══ EXTRACTED ENTRIES ══

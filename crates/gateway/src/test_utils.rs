//! Generators shared by the property tests.

use proptest::prelude::*;
use serde_json::{Map, Value};

/// Any json value whose numbers survive a text round trip exactly.
pub(crate) fn arb_json() -> impl Strategy<Value = Value> {
    let leaf = prop_oneof![
        Just(Value::Null),
        any::<bool>().prop_map(Value::from),
        any::<i64>().prop_map(Value::from),
        any::<u64>().prop_map(Value::from),
        any::<i32>().prop_map(|n| Value::from(f64::from(n) / 4.0)),
        any::<String>().prop_map(Value::from),
    ];
    leaf.prop_recursive(4, 64, 8, |inner| {
        prop_oneof![
            prop::collection::vec(inner.clone(), 0..8).prop_map(Value::Array),
            prop::collection::vec((any::<String>(), inner), 0..8)
                .prop_map(|entries| Value::Object(entries.into_iter().collect::<Map<_, _>>())),
        ]
    })
}

/// Query pairs with short keys and arbitrary values, repeated keys included.
pub(crate) fn arb_query() -> impl Strategy<Value = Vec<(String, String)>> {
    prop::collection::vec(("[a-z_]{1,6}", any::<String>()), 0..6)
}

═══

## DIRECTIONS
For this exercise, set down all of the entries again word for word.

## THE ANSWER
filename crates/gateway/src/test_utils.rs
//! Generators shared by the property tests.

use proptest::prelude::*;
use serde_json::{Map, Value};

/// Any json value whose numbers survive a text round trip exactly.
pub(crate) fn arb_json() -> impl Strategy<Value = Value> {
    let leaf = prop_oneof![
        Just(Value::Null),
        any::<bool>().prop_map(Value::from),
        any::<i64>().prop_map(Value::from),
        any::<u64>().prop_map(Value::from),
        any::<i32>().prop_map(|n| Value::from(f64::from(n) / 4.0)),
        any::<String>().prop_map(Value::from),
    ];
    leaf.prop_recursive(4, 64, 8, |inner| {
        prop_oneof![
            prop::collection::vec(inner.clone(), 0..8).prop_map(Value::Array),
            prop::collection::vec((any::<String>(), inner), 0..8)
                .prop_map(|entries| Value::Object(entries.into_iter().collect::<Map<_, _>>())),
        ]
    })
}

/// Query pairs with short keys and arbitrary values, repeated keys included.
pub(crate) fn arb_query() -> impl Strategy<Value = Vec<(String, String)>> {
    prop::collection::vec(("[a-z_]{1,6}", any::<String>()), 0..6)
}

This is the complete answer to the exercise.